Daughter is in college.
Tuition last year was $45K, $30K was paid by 529 withdrawals paid directly to the school. I control the 529, but the 1099-Q was in daughter's SSN
Daughter earned roughly $9K in summer job and had some taxes withheld.
We would not claim her anyway on 1040, since we are beyond exemption phaseout.
I tried to compute the support test to see if she paid 1/2 of her own support and it all comes down to whether the 529 withdrawal was her own support.
I've been reading opinions on the web, and they vary. This is apparently an unsettled issue (or is it?).
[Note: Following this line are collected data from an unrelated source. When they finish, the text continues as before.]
use axum::extract::ws::{Message, WebSocket, WebSocketUpgrade};
use axum::extract::{Path, Query, State};
use axum::response::{IntoResponse, Response};
use serde::Deserialize;
use std::ops::ControlFlow;
use std::sync::PoisonError;
use std::time::Instant;
use tokio::sync::{mpsc, oneshot};
use tracing::{debug, info, warn};
use uuid::Uuid;

use crate::adapters::http::routes::{encode_jpeg, ApiError};
use crate::adapters::http::state::HttpState;
use crate::application::session::stream_session;
use crate::domain::errors::{DomainError, DomainResult};
use crate::domain::source::{SourceDescriptor, SourceKind};
use crate::domain::stream::{FrameMeta, WsMessage};

#[derive(Debug, Deserialize)]
pub struct StreamQuery {
    pub source: SourceKind,
    /// Named demo clip; without one the session's upload, then the default clip.
    pub video: Option<String>,
}

enum StreamEvent {
    Frame { meta: FrameMeta, jpeg: Vec<u8>, ack: oneshot::Sender<bool> },
    Done(WsMessage),
}

pub async fn ws_handler(
    ws: WebSocketUpgrade,
    State(st): State<HttpState>,
    Path(id): Path<Uuid>,
    Query(query): Query<StreamQuery>,
) -> Response {
    let descriptor = match resolve_descriptor(&st, id, &query) {
        Ok(d) => d,
        Err(e) => return ApiError(e).into_response(),
    };
    ws.on_upgrade(move |socket| handle_socket(socket, st, id, descriptor))
}

fn resolve_descriptor(st: &HttpState, id: Uuid, query: &StreamQuery) -> DomainResult<SourceDescriptor> {
    let entry = st.sessions.get(id)?;
    match query.source {
        SourceKind::Webcam => Ok(SourceDescriptor::Camera(st.registry.camera_index())),
        SourceKind::Video => {
            if let Some(name) = &query.video {
                return st
                    .registry
                    .demo_video(name)
                    .map(SourceDescriptor::VideoFile)
                    .ok_or_else(|| DomainError::NotFound(format!("demo video '{}'", name)));
            }
            let upload = entry.upload.lock().unwrap_or_else(PoisonError::into_inner);
            let path = match upload.as_ref() {
                Some(file) => file.path().to_path_buf(),
                None => st.registry.default_video(),
            };
            Ok(SourceDescriptor::VideoFile(path))
        }
        SourceKind::Image => Err(DomainError::InvalidInput(
            "images are detected through POST /api/sessions/:id/image".into(),
        )),
    }
}

async fn handle_socket(mut socket: WebSocket, st: HttpState, id: Uuid, descriptor: SourceDescriptor) {
    let entry = match st.sessions.get(id) {
        Ok(e) => e,
        Err(e) => {
            send_json(&mut socket, &WsMessage::Error { message: e.to_string() }).await;
            return;
        }
    };

    // Capacity 1 plus the per-frame ack keeps read -> infer -> send strictly in step.
    let (tx, mut rx) = mpsc::channel::<StreamEvent>(1);
    let session = entry.session.clone();
    let opener = st.opener.clone();

    std::thread::spawn(move || {
        let mut fps_est: f32 = 0.0;
        let mut last_t = Instant::now();

        let outcome = stream_session(&session, opener.as_ref(), &descriptor, |index, output| {
            let process_ms = last_t.elapsed().as_secs_f32() * 1000.0;
            let jpeg = match encode_jpeg(&output.rendered) {
                Ok(j) => j,
                Err(e) => {
                    warn!("dropping stream: {}", e);
                    return ControlFlow::Break(());
                }
            };
            fps_est = 0.9 * fps_est + 0.1 * (1000.0 / process_ms.max(1.0));

            let meta = FrameMeta {
                index,
                width: output.rendered.width(),
                height: output.rendered.height(),
                process_ms,
                fps_est,
            };
            let (ack_tx, ack_rx) = oneshot::channel();
            if tx.blocking_send(StreamEvent::Frame { meta, jpeg, ack: ack_tx }).is_err() {
                return ControlFlow::Break(());
            }
            let delivered = ack_rx.blocking_recv().unwrap_or(false);
            last_t = Instant::now();
            if delivered { ControlFlow::Continue(()) } else { ControlFlow::Break(()) }
        });

        let last = match outcome {
            Ok(frames) => WsMessage::End { frames },
            Err(e) => WsMessage::Error { message: e.to_string() },
        };
        let _ = tx.blocking_send(StreamEvent::Done(last));
    });

    // Dropping `rx` on exit fails the worker's next send or ack, which stops it.
    loop {
        tokio::select! {
            event = rx.recv() => match event {
                Some(StreamEvent::Frame { meta, jpeg, ack }) => {
                    debug!("frame {} -> session {}", meta.index, id);
                    let delivered = send_json(&mut socket, &WsMessage::Frame { meta }).await
                        && socket.send(Message::Binary(jpeg)).await.is_ok();
                    let _ = ack.send(delivered);
                    if !delivered {
                        info!("stream client for session {} went away", id);
                        break;
                    }
                }
                Some(StreamEvent::Done(msg)) => {
                    send_json(&mut socket, &msg).await;
                    break;
                }
                None => break,
            },
            incoming = socket.recv() => match incoming {
                Some(Ok(Message::Close(_))) | Some(Err(_)) | None => {
                    info!("stream client for session {} closed", id);
                    break;
                }
                Some(Ok(_)) => {}
            },
        }
    }
}

async fn send_json(socket: &mut WebSocket, msg: &WsMessage) -> bool {
    let json = serde_json::to_string(msg).unwrap_or_default();
    socket.send(Message::Text(json)).await.is_ok()
}

#[cfg(test)]
mod tests {
    use super::*;
    use crate::adapters::http::routes::tests::test_state;
    use crate::application::session::DetectionSession;
    use crate::domain::{model::Task, session::SessionSettings};
    use std::path::PathBuf;

    fn state_with_session() -> (HttpState, Uuid) {
        let st = test_state();
        let settings = SessionSettings::new(Task::Detection, "yolov8n", 0.4).unwrap();
        let session = DetectionSession::open(st.registry.clone(), st.loader.clone(), settings).unwrap();
        let id = st.sessions.insert(session);
        (st, id)
    }

    #[test]
    fn webcam_uses_registry_camera() {
        let (st, id) = state_with_session();
        let q = StreamQuery { source: SourceKind::Webcam, video: None };
        assert_eq!(resolve_descriptor(&st, id, &q).unwrap(), SourceDescriptor::Camera(0));
    }

    #[test]
    fn video_without_upload_falls_back_to_demo_assets() {
        let (st, id) = state_with_session();
        let q = StreamQuery { source: SourceKind::Video, video: None };
        assert_eq!(
            resolve_descriptor(&st, id, &q).unwrap(),
            SourceDescriptor::VideoFile(PathBuf::from("assets/videos/default_video.mp4"))
        );
        let q = StreamQuery { source: SourceKind::Video, video: Some("video_3".into()) };
        assert_eq!(
            resolve_descriptor(&st, id, &q).unwrap(),
            SourceDescriptor::VideoFile(PathBuf::from("assets/videos/video_3.mp4"))
        );
        let q = StreamQuery { source: SourceKind::Video, video: Some("nope".into()) };
        assert!(matches!(resolve_descriptor(&st, id, &q), Err(DomainError::NotFound(_))));
    }

    #[test]
    fn named_demo_clip_wins_over_upload() {
        let (st, id) = state_with_session();
        let file = tempfile::Builder::new().suffix(".mp4").tempfile().unwrap();
        let upload = file.path().to_path_buf();
        *st.sessions.get(id).unwrap().upload.lock().unwrap() = Some(file);

        let q = StreamQuery { source: SourceKind::Video, video: Some("video_2".into()) };
        assert_eq!(
            resolve_descriptor(&st, id, &q).unwrap(),
            SourceDescriptor::VideoFile(PathBuf::from("assets/videos/video_2.mp4"))
        );
        let q = StreamQuery { source: SourceKind::Video, video: None };
        assert_eq!(resolve_descriptor(&st, id, &q).unwrap(), SourceDescriptor::VideoFile(upload));
    }

    #[test]
    fn image_source_is_not_streamable() {
        let (st, id) = state_with_session();
        let q = StreamQuery { source: SourceKind::Image, video: None };
        assert!(matches!(resolve_descriptor(&st, id, &q), Err(DomainError::InvalidInput(_))));
    }
}
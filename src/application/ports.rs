use image::RgbImage;
use std::path::Path;

use crate::domain::{
    detection::DetectionResult,
    errors::DomainResult,
    source::{SourceDescriptor, SourceState},
};

/// A loaded model ready to run on single frames.
///
/// Implementations must only report regions whose score is at least
/// `confidence`; callers rely on this for monotonic filtering.
pub trait Detector: Send {
    fn infer(&mut self, image: &RgbImage, confidence: f32) -> DomainResult<DetectionResult>;
}

pub trait DetectorLoader: Send + Sync {
    fn load(&self, weights: &Path) -> DomainResult<Box<dyn Detector>>;
}

/// Pull-based frame producer. Returning `None` ends the stream; dropping the
/// source releases whatever capture it holds.
pub trait FrameSource {
    fn state(&self) -> SourceState;
    fn next_frame(&mut self) -> Option<RgbImage>;
}

pub trait MediaOpener: Send + Sync {
    fn open(&self, descriptor: &SourceDescriptor) -> DomainResult<Box<dyn FrameSource>>;
    /// Lowercase file extensions this build can decode as video.
    fn video_extensions(&self) -> Vec<&'static str>;
}

/// Iterator view over a boxed source.
pub struct Frames<'a> {
    source: &'a mut dyn FrameSource,
}

impl<'a> Frames<'a> {
    pub fn new(source: &'a mut dyn FrameSource) -> Self {
        Self { source }
    }
}

impl Iterator for Frames<'_> {
    type Item = RgbImage;

    fn next(&mut self) -> Option<RgbImage> {
        self.source.next_frame()
    }
}
use serde::{Deserialize, Serialize};

use super::errors::DomainResult;
use super::model::{validate_confidence, Task};
use super::source::SourceKind;

/// Per-session selections, passed explicitly instead of living in UI globals.
#[derive(Debug, Clone, PartialEq, Serialize, Deserialize)]
pub struct SessionSettings {
    pub task: Task,
    pub model: String,
    pub confidence: f32,
    pub source: SourceKind,
}

impl SessionSettings {
    pub const DEFAULT_CONFIDENCE: f32 = 0.40;

    pub fn new(task: Task, model: impl Into<String>, confidence: f32) -> DomainResult<Self> {
        Ok(Self {
            task,
            model: model.into(),
            confidence: validate_confidence(confidence)?,
            source: SourceKind::Image,
        })
    }
}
Fortunately in her case, the decision doesn't change her tax liability - it's zero anyway.
If she is considered to have paid her own support, then she gets an exemption, which eliminates all of her taxes, and she gets a full refund of her withholding.
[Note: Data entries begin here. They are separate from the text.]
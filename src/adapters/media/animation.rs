use image::codecs::gif::GifDecoder;
use image::codecs::webp::WebPDecoder;
use image::{AnimationDecoder, DynamicImage, Frames, RgbImage};
use std::fs::File;
use std::io::BufReader;
use std::path::Path;
use tracing::warn;

use crate::application::ports::FrameSource;
use crate::domain::errors::{DomainError, DomainResult};
use crate::domain::source::SourceState;

/// Extensions decoded without any native video library.
pub const ANIMATION_EXTENSIONS: [&str; 2] = ["gif", "webp"];

/// Sequential frames of an animated GIF or WebP, decoded lazily.
pub struct AnimationSource {
    frames: Option<Frames<'static>>,
    decoded: u64,
}

impl AnimationSource {
    pub fn open(path: &Path) -> DomainResult<Self> {
        let unavailable = |e: &dyn std::fmt::Display| DomainError::SourceUnavailable(format!("{}: {}", path.display(), e));
        let reader = BufReader::new(File::open(path).map_err(|e| unavailable(&e))?);
        let ext = path
            .extension()
            .and_then(|e| e.to_str())
            .map(str::to_ascii_lowercase)
            .unwrap_or_default();

        let frames = match ext.as_str() {
            "gif" => GifDecoder::new(reader).map_err(|e| unavailable(&e))?.into_frames(),
            "webp" => WebPDecoder::new(reader).map_err(|e| unavailable(&e))?.into_frames(),
            other => return Err(unavailable(&format!("unsupported animation format '{other}'"))),
        };
        Ok(Self { frames: Some(frames), decoded: 0 })
    }
}

impl FrameSource for AnimationSource {
    fn state(&self) -> SourceState {
        if self.frames.is_some() { SourceState::Open } else { SourceState::Exhausted }
    }

    fn next_frame(&mut self) -> Option<RgbImage> {
        let frames = self.frames.as_mut()?;
        match frames.next() {
            Some(Ok(frame)) => {
                self.decoded += 1;
                Some(DynamicImage::ImageRgba8(frame.into_buffer()).to_rgb8())
            }
            Some(Err(e)) => {
                warn!("decode stopped after {} frames: {}", self.decoded, e);
                self.frames = None;
                None
            }
            None => {
                self.frames = None;
                None
            }
        }
    }
}
pub mod application_dto;
pub mod auth_dto;
pub mod campus_dto;
pub mod job_dto;
pub mod user_dto;
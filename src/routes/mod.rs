pub mod application;
pub mod auth;
pub mod campus;
pub mod health;
pub mod job;
pub mod user;

use axum::{
    middleware::from_fn_with_state,
    routing::{get, post, put},
    Router,
};

use crate::{middleware::auth::require_bearer_auth, AppState};

/// Every endpoint of the service. Routes in `protected` see the caller as an
/// `Extension<User>`.
pub fn router(state: AppState) -> Router {
    let public = Router::new()
        .route("/health", get(health::health))
        .route("/api/auth/signup", post(auth::signup))
        .route("/api/auth/login", post(auth::login))
        .route("/api/campuses", get(campus::list_campuses))
        .route("/api/campuses/:id", get(campus::get_campus));

    let protected = Router::new()
        .route("/api/auth/me", get(auth::me))
        .route("/api/users", get(user::list_users).post(user::create_user))
        .route("/api/users/:id", get(user::get_user).put(user::update_user))
        .route("/api/jobs", get(job::list_jobs).post(job::create_job))
        .route("/api/jobs/available", get(job::available_jobs))
        .route("/api/jobs/overdeadline", get(job::over_deadline_jobs))
        .route(
            "/api/jobs/:id",
            get(job::get_job).put(job::update_job).delete(job::delete_job),
        )
        .route(
            "/api/jobs/:id/eligibility/:student_id",
            get(job::eligibility_report),
        )
        .route(
            "/api/applications",
            get(application::list_applications).post(application::apply),
        )
        .route("/api/applications/my", get(application::my_applications))
        .route("/api/applications/reject", post(application::reject_job))
        .route("/api/applications/:id", get(application::get_application))
        .route(
            "/api/applications/:id/status",
            put(application::update_status),
        )
        .route("/api/campuses", post(campus::create_campus))
        .route(
            "/api/campuses/:id",
            put(campus::update_campus).delete(campus::delete_campus),
        )
        .route_layer(from_fn_with_state(state.clone(), require_bearer_auth));

    public.merge(protected).with_state(state)
}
If she is considered not to have paid her own support, she gets the American Opportunities Tax Credit (AOTC) which eliminates all of her taxes, and she gets a full refund of her withholding.
This is only the 2nd year she would be claiming the AOTC. She is graduating in 2014, so it doesn't affect her AOTC eligibility for 2014 anyway.
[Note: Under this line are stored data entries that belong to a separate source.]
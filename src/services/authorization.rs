//! Role and ownership checks shared by the services.
//!
//! The predicates are pure; the `require_*` helpers turn a failed predicate into
//! [`Error::Forbidden`] and never narrow results silently.

use crate::error::{Error, Result};
use crate::models::user::{Role, User};
use uuid::Uuid;

pub fn is_admin(actor: &User) -> bool {
    matches!(actor.role, Role::Admin)
}

/// A student acting on a record they own.
pub fn is_student_self(actor: &User, owner_id: Uuid) -> bool {
    matches!(actor.role, Role::Student) && actor.id == owner_id
}

pub fn is_admin_or_owner(actor: &User, creator_id: Uuid) -> bool {
    is_admin(actor) || actor.id == creator_id
}

pub fn is_admin_or_self(actor: &User, subject_id: Uuid) -> bool {
    is_admin(actor) || actor.id == subject_id
}

pub fn require_admin(actor: &User, message: &str) -> Result<()> {
    ensure(is_admin(actor), actor, message)
}

pub fn require_student(actor: &User, message: &str) -> Result<()> {
    ensure(matches!(actor.role, Role::Student), actor, message)
}

pub fn require_admin_or_owner(actor: &User, creator_id: Uuid, message: &str) -> Result<()> {
    ensure(is_admin_or_owner(actor, creator_id), actor, message)
}

pub fn require_admin_or_student_self(actor: &User, owner_id: Uuid, message: &str) -> Result<()> {
    ensure(
        is_admin(actor) || is_student_self(actor, owner_id),
        actor,
        message,
    )
}

pub fn require_admin_or_self(actor: &User, subject_id: Uuid, message: &str) -> Result<()> {
    ensure(is_admin_or_self(actor, subject_id), actor, message)
}

fn ensure(allowed: bool, actor: &User, message: &str) -> Result<()> {
    if allowed {
        return Ok(());
    }
    tracing::warn!(actor = %actor.id, role = %actor.role, "{}", message);
    Err(Error::Forbidden(message.to_string()))
}

#[cfg(test)]
mod tests {
    use super::*;
    use chrono::Utc;

    fn user(role: Role) -> User {
        let now = Utc::now();
        User {
            id: Uuid::new_v4(),
            name: "Someone".into(),
            email: format!("{}@example.com", Uuid::new_v4()),
            password_hash: String::new(),
            role,
            branch: None,
            year: None,
            cgpa: None,
            skills: Vec::new(),
            campus: None,
            created_at: now,
            updated_at: now,
        }
    }

    #[test]
    fn student_self_access_requires_identity_and_role() {
        let student = user(Role::Student);
        let admin = user(Role::Admin);

        assert!(is_student_self(&student, student.id));
        assert!(!is_student_self(&student, Uuid::new_v4()));
        assert!(!is_student_self(&admin, admin.id));
    }

    #[test]
    fn owner_may_manage_without_admin_role() {
        let student = user(Role::Student);
        assert!(is_admin_or_owner(&student, student.id));
        assert!(!is_admin_or_owner(&student, Uuid::new_v4()));
        assert!(is_admin_or_owner(&user(Role::Admin), Uuid::new_v4()));
    }

    #[test]
    fn violations_are_forbidden() {
        let student = user(Role::Student);
        let err = require_admin(&student, "Only admins can update application status").unwrap_err();
        assert!(matches!(err, Error::Forbidden(msg) if msg.contains("Only admins")));
        assert!(require_student(&user(Role::Admin), "Only students can apply").is_err());
        assert!(require_admin_or_student_self(&student, student.id, "Not authorized").is_ok());
    }
}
The only difference I can see is whether or not I can claim her for Massachusetts tax purposes, which I could have if she didn't provide more than 1/2 of her own support. If I don't claim her, it only costs me $105 because I lose the state exemption.
Her tuition is deductible for Massachusetts state taxes, so she gets a full refund of state taxes whether or not she claims a state exemption. If I don't claim one, she can.
I'm trying to be safe.
What I'm thinking of doing is not claiming her for state taxes, and taking the position that she did provide more than 1/2 of her own support and having her take the exemption, but submitting form 8863 anyway showing that she is eligible for a non-refundable tax credit, which turns out to be zero because she doesn't owe any taxes anyway. I figure that if someone questions whether or not she was allowed to take the exemption, then at least she filed the 8863 showing her eligibility to eliminate her federal taxes from the AOTC. I hope this would dissuade someone from asking since it won't result in any more taxes.
Does this make sense?
How would the pros handle this?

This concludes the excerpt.